Her work — more than 30 pieces of sculpture, most carved directly from stone or wood — now fills her 18th-century home overlooking the Mianus River. At the urging of her husband who died in 1971, businessman Arthur Ferris Kane, she kept all the originals, except for the bronze casting of her most famous piece, "Harlem Dancers."
The marble original was accepted into the permanent collection
in the Smithsonian Institution's National Museum of American Art in 1993.
That acceptance was the crowning achievement of a long and varied career that
friends, family and colleagues said was marked by originality, integrity and
a rigorous work ethic.
"She did not like to use her time for anything that wasn't directly related to her doing sculpture," said her son, Jay Kane, 74, also of Cos Cob. "To do original sculpture, she felt that she had to have complete solitude and just none of the distractions of everyday life."
One of the few distractions she did allow herself was membership in the Greenwich branch of the National League of American Pen Women. During the last years of her life, she invited members of the group of writers, artists and musicians to tour her studio and watch her work.
"We would just be floored," recalled Ann Caron, incoming president of the Greenwich branch. "How she created those (panels) was an unbelievable feat. She was a very delicate, and yet could create these immense, very mythical kinds of pieces.

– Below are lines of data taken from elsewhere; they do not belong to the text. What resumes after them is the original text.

//! Verify command implementation.

use colseg_core::OpenMode;
use std::path::Path;

/// Verification result.
#[derive(Debug, Default)]
pub struct VerifyResult {
    /// Columns checked.
    pub columns_checked: usize,
    /// Indices validated.
    pub indexes_checked: usize,
    /// Errors found.
    pub errors: Vec<String>,
}

impl VerifyResult {
    fn is_ok(&self) -> bool {
        self.errors.is_empty()
    }
}

/// Runs the verify command.
pub fn run(path: &Path) -> Result<(), Box<dyn std::error::Error>> {
    println!("Verifying segment at {}", path.display());
    println!();

    let dir = super::open(path, OpenMode::ReadOnly)?;
    let reader = dir.reader();
    let mut result = VerifyResult::default();

    for column in &reader.metadata().columns {
        result.columns_checked += 1;
        match reader.column(&column.name) {
            Ok(container) => result.indexes_checked += container.kinds().len(),
            Err(e) => result.errors.push(format!("column {}: {e}", column.name)),
        }
    }

    if let Err(e) = reader.verify_checksum() {
        result.errors.push(e.to_string());
    }

    println!("  Columns checked: {}", result.columns_checked);
    println!("  Indexes checked: {}", result.indexes_checked);
    for error in &result.errors {
        println!("  Error: {error}");
    }

    println!();
    if result.is_ok() {
        println!("✓ Segment verification passed");
        Ok(())
    } else {
        println!("✗ Segment verification failed");
        Err("Verification failed".into())
    }
}
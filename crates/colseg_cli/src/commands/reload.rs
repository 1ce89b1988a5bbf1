//! Reload command implementation.

use colseg_core::{CancellationToken, IndexingConfig, OpenMode};
use std::fs;
use std::path::Path;
use tracing::info;

/// Runs the reload command.
pub fn run(path: &Path, config_path: &Path) -> Result<(), Box<dyn std::error::Error>> {
    let text = fs::read_to_string(config_path)
        .map_err(|e| format!("cannot read {}: {e}", config_path.display()))?;
    let config: IndexingConfig = serde_json::from_str(&text)?;
    info!("Reconciling {:?} with {} configured columns", path, config.columns.len());

    let dir = super::open(path, OpenMode::ReadWrite)?;
    let report = super::loader()?.reconcile(&dir, &config, &CancellationToken::new())?;
    super::print_report(&report);
    Ok(())
}
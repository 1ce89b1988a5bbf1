//! File writing primitives used when building segments.

use crate::error::{BufferError, BufferResult};
use std::fs::{self, File, OpenOptions};
use std::io::{Seek, SeekFrom, Write};
use std::path::{Path, PathBuf};

/// An append-only data file.
///
/// Every append returns the offset where the data landed, so callers can
/// record byte ranges before publishing a pointer to them.
///
/// # Durability
///
/// - `flush()` pushes buffered data to the OS
/// - `sync()` calls `File::sync_all()` so the data is on disk
///
/// # Example
///
/// ```no_run
/// use colseg_buffer::AppendFile;
/// use std::path::Path;
///
/// let mut file = AppendFile::create(Path::new("columns.psf")).unwrap();
/// let offset = file.append(b"index bytes").unwrap();
/// file.sync().unwrap();
/// assert_eq!(offset, 0);
/// ```
#[derive(Debug)]
pub struct AppendFile {
    path: PathBuf,
    file: File,
    size: u64,
}

impl AppendFile {
    /// Creates a new, empty file, truncating any existing one.
    ///
    /// # Errors
    ///
    /// Returns an error if the file cannot be created.
    pub fn create(path: &Path) -> BufferResult<Self> {
        let file = OpenOptions::new()
            .read(true)
            .write(true)
            .create(true)
            .truncate(true)
            .open(path)
            .map_err(|e| BufferError::open(path, e))?;

        Ok(Self {
            path: path.to_path_buf(),
            file,
            size: 0,
        })
    }

    /// Opens an existing file for appending.
    ///
    /// # Errors
    ///
    /// Returns an error if the file does not exist or cannot be opened.
    pub fn open(path: &Path) -> BufferResult<Self> {
        let file = OpenOptions::new()
            .read(true)
            .write(true)
            .open(path)
            .map_err(|e| BufferError::open(path, e))?;
        let size = file.metadata()?.len();

        Ok(Self {
            path: path.to_path_buf(),
            file,
            size,
        })
    }

    /// Returns the path to the underlying file.
    #[must_use]
    pub fn path(&self) -> &Path {
        &self.path
    }

    /// Returns the current size, which is where the next append will land.
    #[must_use]
    pub fn size(&self) -> u64 {
        self.size
    }

    /// Appends data and returns the offset it was written at.
    ///
    /// # Errors
    ///
    /// Returns an error if an I/O error occurs.
    pub fn append(&mut self, data: &[u8]) -> BufferResult<u64> {
        let offset = self.size;
        if data.is_empty() {
            return Ok(offset);
        }

        self.file.seek(SeekFrom::Start(offset))?;
        self.file.write_all(data)?;
        self.size += data.len() as u64;

        Ok(offset)
    }

    /// Appends zero bytes until the size is a multiple of `alignment`.
    ///
    /// Returns the new size.
    ///
    /// # Errors
    ///
    /// Returns an error if an I/O error occurs.
    pub fn pad_to(&mut self, alignment: u64) -> BufferResult<u64> {
        if alignment <= 1 {
            return Ok(self.size);
        }
        let rem = self.size % alignment;
        if rem != 0 {
            let padding = vec![0u8; (alignment - rem) as usize];
            self.append(&padding)?;
        }
        Ok(self.size)
    }

    /// Flushes buffered writes to the OS.
    ///
    /// # Errors
    ///
    /// Returns an error if the flush fails.
    pub fn flush(&mut self) -> BufferResult<()> {
        self.file.flush()?;
        Ok(())
    }

    /// Syncs all data and metadata to durable storage.
    ///
    /// # Errors
    ///
    /// Returns an error if the sync fails.
    pub fn sync(&mut self) -> BufferResult<()> {
        self.file.flush()?;
        self.file.sync_all()?;
        Ok(())
    }
}

/// Replaces `path` with `data` atomically.
///
/// Uses the write-then-rename pattern:
/// 1. Write to a sibling temporary file
/// 2. Sync the temporary file
/// 3. Rename it over `path`
/// 4. Sync the parent directory so the rename is durable
///
/// # Errors
///
/// Returns an error if any step fails; `path` is then left untouched.
pub fn write_file_atomic(path: &Path, data: &[u8]) -> BufferResult<()> {
    let file_name = path
        .file_name()
        .map(|n| n.to_string_lossy().into_owned())
        .unwrap_or_default();
    let temp_path = path.with_file_name(format!("{file_name}.tmp"));

    let mut file = File::create(&temp_path).map_err(|e| BufferError::open(&temp_path, e))?;
    file.write_all(data)?;
    file.sync_all()?;
    drop(file);

    fs::rename(&temp_path, path)?;

    if let Some(parent) = path.parent() {
        sync_directory(parent)?;
    }
    Ok(())
}

/// Syncs a directory so that entry creations, renames and deletions in it
/// are durable.
///
/// On Windows directory fsync is not supported; NTFS journaling covers
/// metadata durability, so this is a no-op there.
#[cfg(unix)]
pub fn sync_directory(path: &Path) -> BufferResult<()> {
    let dir = File::open(path).map_err(|e| BufferError::open(path, e))?;
    dir.sync_all()?;
    Ok(())
}

/// Syncs a directory so that entry creations, renames and deletions in it
/// are durable.
#[cfg(not(unix))]
pub fn sync_directory(_path: &Path) -> BufferResult<()> {
    Ok(())
}

#[cfg(test)]
mod tests {
    use super::*;
    use tempfile::tempdir;

    #[test]
    fn append_returns_offsets() {
        let dir = tempdir().unwrap();
        let mut file = AppendFile::create(&dir.path().join("data.bin")).unwrap();

        assert_eq!(file.append(b"hello").unwrap(), 0);
        assert_eq!(file.append(b" world").unwrap(), 5);
        assert_eq!(file.size(), 11);
        file.sync().unwrap();

        assert_eq!(fs::read(file.path()).unwrap(), b"hello world");
    }

    #[test]
    fn empty_append_keeps_offset() {
        let dir = tempdir().unwrap();
        let mut file = AppendFile::create(&dir.path().join("data.bin")).unwrap();
        file.append(b"x").unwrap();

        assert_eq!(file.append(b"").unwrap(), 1);
        assert_eq!(file.size(), 1);
    }

    #[test]
    fn pad_to_alignment() {
        let dir = tempdir().unwrap();
        let mut file = AppendFile::create(&dir.path().join("data.bin")).unwrap();
        file.append(b"abc").unwrap();

        assert_eq!(file.pad_to(8).unwrap(), 8);
        assert_eq!(file.pad_to(8).unwrap(), 8);
        assert_eq!(file.append(b"z").unwrap(), 8);
    }

    #[test]
    fn open_continues_at_end() {
        let dir = tempdir().unwrap();
        let path = dir.path().join("data.bin");
        {
            let mut file = AppendFile::create(&path).unwrap();
            file.append(b"persistent").unwrap();
            file.sync().unwrap();
        }

        let mut file = AppendFile::open(&path).unwrap();
        assert_eq!(file.size(), 10);
        assert_eq!(file.append(b"!").unwrap(), 10);
    }

    #[test]
    fn open_missing_fails() {
        let dir = tempdir().unwrap();
        let result = AppendFile::open(&dir.path().join("absent"));
        assert!(matches!(result, Err(BufferError::Open { .. })));
    }

    #[test]
    fn atomic_write_replaces_content() {
        let dir = tempdir().unwrap();
        let path = dir.path().join("metadata.properties");

        write_file_atomic(&path, b"first").unwrap();
        write_file_atomic(&path, b"second").unwrap();

        assert_eq!(fs::read(&path).unwrap(), b"second");
        assert!(!dir.path().join("metadata.properties.tmp").exists());
    }
}
//! # colseg Buffer
//!
//! Buffer management for colseg segments.
//!
//! This crate owns every byte of column data that a loaded segment exposes.
//! Buffers are **opaque byte ranges** - the crate does not interpret the
//! index formats stored in them.
//!
//! ## Design Principles
//!
//! - A [`Region`] names a byte range of a file (`path`, `offset`, `len`)
//! - [`BufferManager::acquire`] returns a reference-counted [`Buffer`]
//! - Concurrent acquires of the same region share one mapping
//! - The backing memory is unmapped or freed exactly once, when the last
//!   handle is released
//! - A handle stays readable for its whole lifetime, even if the file it was
//!   loaded from is replaced or deleted
//!
//! ## Example
//!
//! ```rust,no_run
//! use colseg_buffer::{BufferConfig, BufferManager, Region};
//! use std::path::Path;
//!
//! let manager = BufferManager::new(BufferConfig::default());
//! let region = Region::new(Path::new("segment/columns.psf"), 0, 128);
//! let buffer = manager.acquire(&region).unwrap();
//! assert_eq!(buffer.len(), 128);
//! buffer.release();
//! ```

#![deny(unsafe_code)]
#![warn(missing_docs)]

mod error;
mod file;
mod manager;
mod region;
mod stats;

pub use error::{BufferError, BufferResult};
pub use file::{sync_directory, write_file_atomic, AppendFile};
pub use manager::{BackingMode, Buffer, BufferConfig, BufferManager};
pub use region::Region;
pub use stats::BufferStats;
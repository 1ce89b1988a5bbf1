//! Null-value vector payload: one serialized roaring bitmap of null documents.

use crate::error::{CodecError, CodecResult};
use crate::types::IndexKind;
use roaring::RoaringBitmap;

/// Encodes a null-value vector.
///
/// # Errors
///
/// Returns `Io` if serialization fails.
pub fn encode_null_vector(nulls: &RoaringBitmap) -> CodecResult<Vec<u8>> {
    let mut buf = Vec::with_capacity(nulls.serialized_size());
    nulls.serialize_into(&mut buf)?;
    Ok(buf)
}

/// Decodes and validates a null-value vector.
///
/// # Errors
///
/// Returns `Corrupt` if the payload is not exactly one bitmap or names a
/// document at or beyond `num_docs`.
pub fn decode_null_vector(column: &str, payload: &[u8], num_docs: u32) -> CodecResult<RoaringBitmap> {
    let corrupt =
        |message: String| CodecError::corrupt_index(column, IndexKind::NullValueVector, message);

    let bitmap = RoaringBitmap::deserialize_from(payload)
        .map_err(|e| corrupt(format!("bitmap does not decode: {e}")))?;
    if bitmap.serialized_size() != payload.len() {
        return Err(corrupt("bitmap has trailing bytes".to_string()));
    }
    if let Some(max) = bitmap.max() {
        if max >= num_docs {
            return Err(corrupt(format!(
                "null document {max} is not below total {num_docs}"
            )));
        }
    }
    Ok(bitmap)
}
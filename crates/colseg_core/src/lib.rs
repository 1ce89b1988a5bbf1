//! # colseg Core
//!
//! Segment lifecycle for colseg.
//!
//! This crate provides:
//! - Segment directories with atomic, generation-based publishing
//! - Snapshot readers over the live index set
//! - The index diff and build pipeline ([`IndexLoader`])
//! - Legacy to consolidated layout conversion
//! - A host for the set of segments a process serves ([`SegmentHost`])
//!
//! ## Example
//!
//! ```rust,no_run
//! use colseg_core::{
//!     CancellationToken, IndexKind, IndexLoader, IndexingConfig, LoaderConfig, OpenMode,
//!     SegmentDirectory,
//! };
//! use std::path::Path;
//!
//! let dir = SegmentDirectory::open(Path::new("segments/events"), OpenMode::ReadWrite, Default::default())?;
//! let loader = IndexLoader::new(LoaderConfig::default())?;
//! let config = IndexingConfig::new()
//!     .column("country", [IndexKind::Dictionary, IndexKind::Forward, IndexKind::Inverted]);
//! let report = loader.reconcile(&dir, &config, &CancellationToken::new())?;
//! println!("added {:?}", report.added);
//! # Ok::<(), colseg_core::CoreError>(())
//! ```

#![deny(unsafe_code)]
#![warn(missing_docs)]

mod config;
mod container;
mod converter;
mod creator;
mod directory;
mod error;
mod host;
mod loader;
mod plan;
mod staging;

pub use config::{IndexingConfig, LoaderConfig};
pub use container::ColumnIndexContainer;
pub use converter::{convert_into, ConversionReport};
pub use creator::{ColumnSpec, ColumnValues, SegmentCreator, SegmentLayout};
pub use directory::{BuildGuard, OpenMode, SegmentDirectory, SegmentReader};
pub use error::{CoreError, CoreResult, IoFailure};
pub use host::SegmentHost;
pub use loader::{
    CancellationToken, CompactionReport, DefaultIndexBuilder, IndexBuilder, IndexLoader,
    LoadReport,
};
pub use plan::{ColumnPlan, IndexPlan};
pub use staging::StagingArea;

pub use colseg_buffer::{BackingMode, BufferConfig, BufferManager};
pub use colseg_codec::{DataType, FormatVersion, IndexKind, Value};
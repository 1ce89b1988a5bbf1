//! # colseg Testkit
//!
//! Test utilities for colseg.
//!
//! This crate provides:
//! - Segment fixtures in temporary directories
//! - Property-based generators for column data
//! - Index builders that fail or block on demand, for atomicity and
//!   isolation tests
//! - Concurrent reader helpers for stress tests
//!
//! ## Usage
//!
//! ```rust,ignore
//! use colseg_testkit::prelude::*;
//!
//! #[test]
//! fn test_with_segment() {
//!     let segment = TempSegment::user_country(FormatVersion::V3, 1_000);
//!     let dir = segment.open_rw();
//!     // ... pipeline operations
//! }
//! ```

#![deny(unsafe_code)]
#![warn(missing_docs)]

pub mod builders;
pub mod fixtures;
pub mod generators;
pub mod stress;

/// Prelude module for convenient imports
pub mod prelude {
    pub use crate::builders::*;
    pub use crate::fixtures::*;
    pub use crate::generators::*;
    pub use crate::stress::*;
    pub use colseg_core::{
        CancellationToken, CoreError, DataType, FormatVersion, IndexKind, IndexLoader,
        IndexingConfig, LoaderConfig, OpenMode, SegmentDirectory, Value,
    };
}

pub use builders::*;
pub use fixtures::*;
pub use generators::*;
pub use stress::*;
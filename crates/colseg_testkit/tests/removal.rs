//! Index removal semantics.

use colseg_core::{CancellationToken, CoreError, FormatVersion, IndexKind, IndexingConfig};
use colseg_testkit::prelude::*;

use IndexKind::{Dictionary, Forward, Inverted, NullValueVector};

#[test]
fn inverted_removed_in_place_on_v3() {
    let segment = TempSegment::user_country(FormatVersion::V3, 400);
    let dir = segment.open_rw();
    let size_before = std::fs::metadata(segment.path().join("columns.psf")).unwrap().len();

    let report = loader().remove_index(&dir, "country", Inverted).unwrap();
    assert_eq!(report.removed, vec![("country".to_string(), Inverted)]);

    let reader = dir.reader();
    assert!(!reader.metadata().column("country").unwrap().has_index(Inverted));
    assert!(reader.index_map().get("country", Inverted).is_none());
    // Removal edits the index map only; the data file keeps its bytes.
    let data = reader.dir().join("columns.psf");
    assert_eq!(std::fs::metadata(data).unwrap().len(), size_before);
    check_user_country(&reader).unwrap();
}

#[test]
fn null_vector_removed_by_config() {
    let segment = TempSegment::user_country(FormatVersion::V3, 100);
    let dir = segment.open_rw();
    let loader = loader();
    let with = IndexingConfig::new().column("userId", [Dictionary, Forward, NullValueVector]);
    loader.reconcile(&dir, &with, &CancellationToken::new()).unwrap();
    assert!(dir.reader().metadata().column("userId").unwrap().has_index(NullValueVector));

    let without = IndexingConfig::new().column("userId", [Dictionary, Forward]);
    let report = loader.reconcile(&dir, &without, &CancellationToken::new()).unwrap();
    assert_eq!(report.removed, vec![("userId".to_string(), NullValueVector)]);
    assert!(dir.reader().column("userId").unwrap().null_docs().is_none());
}

#[test]
fn forward_removal_is_unsupported() {
    let segment = TempSegment::user_country(FormatVersion::V3, 50);
    let dir = segment.open_rw();
    let err = loader().remove_index(&dir, "userId", Forward).unwrap_err();
    assert!(matches!(
        err,
        CoreError::IndexRemovalUnsupported { ref column, kind: Forward, .. } if column == "userId"
    ));
    assert_eq!(dir.reader().generation(), "gen-000000");
}

#[test]
fn dictionary_removal_with_dependents_is_rejected() {
    let segment = TempSegment::user_country(FormatVersion::V3, 50);
    let dir = segment.open_rw();
    let err = loader().remove_index(&dir, "country", Dictionary).unwrap_err();
    assert!(matches!(
        err,
        CoreError::CorruptSegment { kind: Some(Dictionary), .. }
    ));
    let metadata = dir.reader().metadata().clone();
    assert!(metadata.column("country").unwrap().has_index(Dictionary));
    assert!(metadata.column("country").unwrap().has_index(Inverted));
}

#[test]
fn absent_index_removal_is_unsupported() {
    let segment = TempSegment::user_country(FormatVersion::V3, 50);
    let dir = segment.open_rw();
    let err = loader().remove_index(&dir, "userId", Inverted).unwrap_err();
    assert!(matches!(err, CoreError::IndexRemovalUnsupported { kind: Inverted, .. }));
}

#[test]
fn legacy_layouts_refuse_removal() {
    for version in [FormatVersion::V1, FormatVersion::V2] {
        let segment = TempSegment::user_country(version, 50);
        let dir = segment.open_rw();
        let err = loader().remove_index(&dir, "country", Inverted).unwrap_err();
        assert!(
            matches!(err, CoreError::IndexRemovalUnsupported { kind: Inverted, .. }),
            "{version}: {err}"
        );
        assert!(dir.reader().metadata().column("country").unwrap().has_index(Inverted));
        assert!(segment.staging_dirs().is_empty());
    }
}

#[test]
fn legacy_removal_through_conversion() {
    let segment = TempSegment::user_country(FormatVersion::V2, 200);
    let dir = segment.open_rw();
    let config = IndexingConfig::new()
        .column("country", [Dictionary, Forward])
        .target_version(FormatVersion::V3);
    let report = loader().reconcile(&dir, &config, &CancellationToken::new()).unwrap();
    assert_eq!(report.converted_from, Some(FormatVersion::V2));
    assert_eq!(report.removed, vec![("country".to_string(), Inverted)]);
    assert!(!dir.reader().metadata().column("country").unwrap().has_index(Inverted));
    check_user_country(&dir.reader()).unwrap();
}

#[test]
fn compaction_reclaims_removed_bytes() {
    let segment = TempSegment::user_country(FormatVersion::V3, 2_000);
    let dir = segment.open_rw();
    let loader = loader();
    loader.remove_index(&dir, "country", Inverted).unwrap();

    let report = loader.compact(&dir).unwrap();
    assert!(report.published);
    assert!(report.bytes_after < report.bytes_before);
    let reader = dir.reader();
    assert_eq!(
        std::fs::metadata(reader.dir().join("columns.psf")).unwrap().len(),
        report.bytes_after
    );
    check_user_country(&reader).unwrap();
    reader.verify_checksum().unwrap();
}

You would expect someone who was 6 feet tall and very strong, and it was just the opposite."
Group member Betty Willis became close friends with Kane during the last decade of her life, and was awed by her dedication to her craft. "She worked all the time," the writer and Greenwich resident said. "She didn't take any time off for herself, because she wanted to get everything finished and done."
Kane made a commitment to her artwork, and received acclaim for it early in life. Born in East Orange, N.J., in 1909 to Mathilde and Hans Brassler, a jeweler, she considered careers in music and writing briefly before her father encouraged her to study sculpture.
In the late 1920s, Kane studied in New York with Edward McCartan at the Art Students League, but grew bored with representational copying of the human figure, her son said. In 1931 she joined small number of art students to learn stone and woodcarving in the studio of John Hovannes.
"The necessity to be original in one's work was at the core
of his
teaching," she wrote of Hovannes. "I can recall words to this effect:
If you make something that reminds you of work you have seen before - destroy
it!"
Just barely in her 20s, the young sculptor established a Manhattan studio with two colleagues and was an active part of New York's art world, becoming a charter member of the Sculptor's Guild in 1937. The following year, she received honorable mention at the Whitney Museum of American Art for the very first piece that she showed, "Harlem Dancers."
She went on to exhibit her works in many prominent museums, including the Metropolitan Museum of Art, the Philadelphia Museum of Art , the Chicago Art Institute, the Whitney Museum of American Art, the Sculptors Guild and the National Academy of Design.
She created more than 100 pieces, ranging from whimsical representations of animals to cerebral social commentaries on poverty and war. Her private collectors include Donald Trump and the late Greenwich resident Rene Anselmo. One of her pieces, depicting an abstract pair of fish, is part of the Bruce Museum's permanent collection.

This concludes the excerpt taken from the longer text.